# Action item
Scan the records below. Copy every line in which the word "call" appears.

# Items from a data source
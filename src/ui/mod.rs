//! Terminal user interface built on [ratatui](https://github.com/ratatui-org/ratatui).
//!
//! The UI is organized into three layers:
//!
//! - **[`app`]**: application state, keyboard event loop, pane focus, auto-play
//! - **[`panes`]**: stateless render functions for each visible pane (call tree,
//!   source, console, status bar)
//! - **[`theme`]**: centralized color palette used by all panes
//!
//! The entry point for consumers is [`App`]: construct it from a
//! [`Visualization`](crate::session::Visualization) and call [`App::run`] to
//! start the event loop.
//!
//! [`App::run`]: app::App::run

pub mod app;
pub mod panes;
pub mod theme;

pub use app::App;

# Answer to this problem
//! - **[`panes`]**: stateless render functions for each visible pane (call tree,
//! [`Visualization`](crate::session::Visualization) and call [`App::run`] to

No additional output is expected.